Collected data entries

——————————

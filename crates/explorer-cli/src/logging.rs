//! Logging setup using `tracing` and `tracing-subscriber`.
//!
//! Library crates only emit events; the binary installs the subscriber once
//! at startup.
//!
//! # Log Levels
//!
//! - `error`: fatal problems (dataset cannot be loaded)
//! - `warn`: tolerated problems (bad config file, unknown URL values)
//! - `info`: load summaries, saved preferences
//! - `debug`: recomputations, URL replacements, skipped controls
//! - `trace`: unused

use std::fs::OpenOptions;
use std::io::{self, Write};
use std::path::PathBuf;
use std::sync::{Arc, Mutex};

use tracing::level_filters::LevelFilter;
use tracing_subscriber::{
    EnvFilter,
    fmt::{self, MakeWriter},
    layer::SubscriberExt,
    util::SubscriberInitExt,
};

/// Configuration for logging behavior.
#[derive(Debug, Clone)]
pub struct LogConfig {
    pub level_filter: LevelFilter,
    /// Let `RUST_LOG` override `level_filter`.
    pub use_env_filter: bool,
    pub with_timestamps: bool,
    /// Include the module path of each event.
    pub with_target: bool,
    pub with_ansi: bool,
    pub format: LogFormat,
    /// Append logs to this file instead of stderr.
    pub log_file: Option<PathBuf>,
}

/// Log output format.
#[derive(Debug, Clone, Copy, Default, PartialEq, Eq)]
pub enum LogFormat {
    /// Human-readable format with colors.
    #[default]
    Pretty,
    /// Single-line format.
    Compact,
    /// JSON lines for machine parsing.
    Json,
}

impl Default for LogConfig {
    fn default() -> Self {
        Self {
            level_filter: LevelFilter::WARN,
            use_env_filter: true,
            with_timestamps: false,
            with_target: false,
            with_ansi: true,
            format: LogFormat::default(),
            log_file: None,
        }
    }
}

/// Install the global subscriber. Call once at startup.
///
/// # Errors
///
/// Returns an error if the log file cannot be opened.
pub fn init_logging(config: &LogConfig) -> io::Result<()> {
    if let Some(path) = &config.log_file {
        let file = OpenOptions::new().create(true).append(true).open(path)?;
        init_logging_with_writer(config, SharedFileWriter::new(file));
    } else {
        init_logging_with_writer(config, io::stderr);
    }
    Ok(())
}

/// Install the global subscriber with a custom writer.
pub fn init_logging_with_writer<W>(config: &LogConfig, writer: W)
where
    W: for<'writer> MakeWriter<'writer> + Send + Sync + 'static,
{
    let filter = build_env_filter(config.level_filter, config.use_env_filter);

    match config.format {
        LogFormat::Json => {
            let layer = fmt::layer()
                .json()
                .with_writer(writer)
                .with_target(config.with_target);
            tracing_subscriber::registry()
                .with(filter)
                .with(layer)
                .init();
        }
        LogFormat::Compact => {
            let layer = fmt::layer()
                .compact()
                .with_writer(writer)
                .with_ansi(config.with_ansi)
                .with_target(config.with_target);
            if config.with_timestamps {
                tracing_subscriber::registry()
                    .with(filter)
                    .with(layer)
                    .init();
            } else {
                tracing_subscriber::registry()
                    .with(filter)
                    .with(layer.without_time())
                    .init();
            }
        }
        LogFormat::Pretty => {
            let layer = fmt::layer()
                .with_writer(writer)
                .with_ansi(config.with_ansi)
                .with_target(config.with_target);
            if config.with_timestamps {
                tracing_subscriber::registry()
                    .with(filter)
                    .with(layer)
                    .init();
            } else {
                tracing_subscriber::registry()
                    .with(filter)
                    .with(layer.without_time())
                    .init();
            }
        }
    }
}

#[derive(Clone)]
struct SharedFileWriter {
    file: Arc<Mutex<std::fs::File>>,
}

impl SharedFileWriter {
    fn new(file: std::fs::File) -> Self {
        Self {
            file: Arc::new(Mutex::new(file)),
        }
    }
}

struct SharedFileGuard {
    file: Arc<Mutex<std::fs::File>>,
}

impl Write for SharedFileGuard {
    fn write(&mut self, buf: &[u8]) -> io::Result<usize> {
        let mut guard = self
            .file
            .lock()
            .map_err(|_| io::Error::other("log file lock poisoned"))?;
        guard.write(buf)
    }

    fn flush(&mut self) -> io::Result<()> {
        let mut guard = self
            .file
            .lock()
            .map_err(|_| io::Error::other("log file lock poisoned"))?;
        guard.flush()
    }
}

impl<'a> MakeWriter<'a> for SharedFileWriter {
    type Writer = SharedFileGuard;

    fn make_writer(&'a self) -> Self::Writer {
        SharedFileGuard {
            file: Arc::clone(&self.file),
        }
    }
}

/// Explorer crates log at `level`; dependencies stay at warn.
fn build_env_filter(level: LevelFilter, use_env: bool) -> EnvFilter {
    let fallback = || {
        let level = level.to_string().to_lowercase();
        EnvFilter::new(format!(
            "warn,explorer_cli={level},explorer_core={level},\
             explorer_model={level},explorer_render={level}"
        ))
    };
    if use_env {
        EnvFilter::try_from_default_env().unwrap_or_else(|_| fallback())
    } else {
        fallback()
    }
}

——————————

* _PROBLEM REQUIREMENTS_: Only an exact transcription of all the records above counts as an answer.

* _RESULT_:
filename crates/explorer-cli/src/logging.rs
//! Logging setup using `tracing` and `tracing-subscriber`.
//!
//! Library crates only emit events; the binary installs the subscriber once
//! at startup.
//!
//! # Log Levels
//!
//! - `error`: fatal problems (dataset cannot be loaded)
//! - `warn`: tolerated problems (bad config file, unknown URL values)
//! - `info`: load summaries, saved preferences
//! - `debug`: recomputations, URL replacements, skipped controls
//! - `trace`: unused

use std::fs::OpenOptions;
use std::io::{self, Write};
use std::path::PathBuf;
use std::sync::{Arc, Mutex};

use tracing::level_filters::LevelFilter;
use tracing_subscriber::{
    EnvFilter,
    fmt::{self, MakeWriter},
    layer::SubscriberExt,
    util::SubscriberInitExt,
};

/// Configuration for logging behavior.
#[derive(Debug, Clone)]
pub struct LogConfig {
    pub level_filter: LevelFilter,
    /// Let `RUST_LOG` override `level_filter`.
    pub use_env_filter: bool,
    pub with_timestamps: bool,
    /// Include the module path of each event.
    pub with_target: bool,
    pub with_ansi: bool,
    pub format: LogFormat,
    /// Append logs to this file instead of stderr.
    pub log_file: Option<PathBuf>,
}

/// Log output format.
#[derive(Debug, Clone, Copy, Default, PartialEq, Eq)]
pub enum LogFormat {
    /// Human-readable format with colors.
    #[default]
    Pretty,
    /// Single-line format.
    Compact,
    /// JSON lines for machine parsing.
    Json,
}

impl Default for LogConfig {
    fn default() -> Self {
        Self {
            level_filter: LevelFilter::WARN,
            use_env_filter: true,
            with_timestamps: false,
            with_target: false,
            with_ansi: true,
            format: LogFormat::default(),
            log_file: None,
        }
    }
}

/// Install the global subscriber. Call once at startup.
///
/// # Errors
///
/// Returns an error if the log file cannot be opened.
pub fn init_logging(config: &LogConfig) -> io::Result<()> {
    if let Some(path) = &config.log_file {
        let file = OpenOptions::new().create(true).append(true).open(path)?;
        init_logging_with_writer(config, SharedFileWriter::new(file));
    } else {
        init_logging_with_writer(config, io::stderr);
    }
    Ok(())
}

/// Install the global subscriber with a custom writer.
pub fn init_logging_with_writer<W>(config: &LogConfig, writer: W)
where
    W: for<'writer> MakeWriter<'writer> + Send + Sync + 'static,
{
    let filter = build_env_filter(config.level_filter, config.use_env_filter);

    match config.format {
        LogFormat::Json => {
            let layer = fmt::layer()
                .json()
                .with_writer(writer)
                .with_target(config.with_target);
            tracing_subscriber::registry()
                .with(filter)
                .with(layer)
                .init();
        }
        LogFormat::Compact => {
            let layer = fmt::layer()
                .compact()
                .with_writer(writer)
                .with_ansi(config.with_ansi)
                .with_target(config.with_target);
            if config.with_timestamps {
                tracing_subscriber::registry()
                    .with(filter)
                    .with(layer)
                    .init();
            } else {
                tracing_subscriber::registry()
                    .with(filter)
                    .with(layer.without_time())
                    .init();
            }
        }
        LogFormat::Pretty => {
            let layer = fmt::layer()
                .with_writer(writer)
                .with_ansi(config.with_ansi)
                .with_target(config.with_target);
            if config.with_timestamps {
                tracing_subscriber::registry()
                    .with(filter)
                    .with(layer)
                    .init();
            } else {
                tracing_subscriber::registry()
                    .with(filter)
                    .with(layer.without_time())
                    .init();
            }
        }
    }
}

#[derive(Clone)]
struct SharedFileWriter {
    file: Arc<Mutex<std::fs::File>>,
}

impl SharedFileWriter {
    fn new(file: std::fs::File) -> Self {
        Self {
            file: Arc::new(Mutex::new(file)),
        }
    }
}

struct SharedFileGuard {
    file: Arc<Mutex<std::fs::File>>,
}

impl Write for SharedFileGuard {
    fn write(&mut self, buf: &[u8]) -> io::Result<usize> {
        let mut guard = self
            .file
            .lock()
            .map_err(|_| io::Error::other("log file lock poisoned"))?;
        guard.write(buf)
    }

    fn flush(&mut self) -> io::Result<()> {
        let mut guard = self
            .file
            .lock()
            .map_err(|_| io::Error::other("log file lock poisoned"))?;
        guard.flush()
    }
}

impl<'a> MakeWriter<'a> for SharedFileWriter {
    type Writer = SharedFileGuard;

    fn make_writer(&'a self) -> Self::Writer {
        SharedFileGuard {
            file: Arc::clone(&self.file),
        }
    }
}

/// Explorer crates log at `level`; dependencies stay at warn.
fn build_env_filter(level: LevelFilter, use_env: bool) -> EnvFilter {
    let fallback = || {
        let level = level.to_string().to_lowercase();
        EnvFilter::new(format!(
            "warn,explorer_cli={level},explorer_core={level},\
             explorer_model={level},explorer_render={level}"
        ))
    };
    if use_env {
        EnvFilter::try_from_default_env().unwrap_or_else(|_| fallback())
    } else {
        fallback()
    }
}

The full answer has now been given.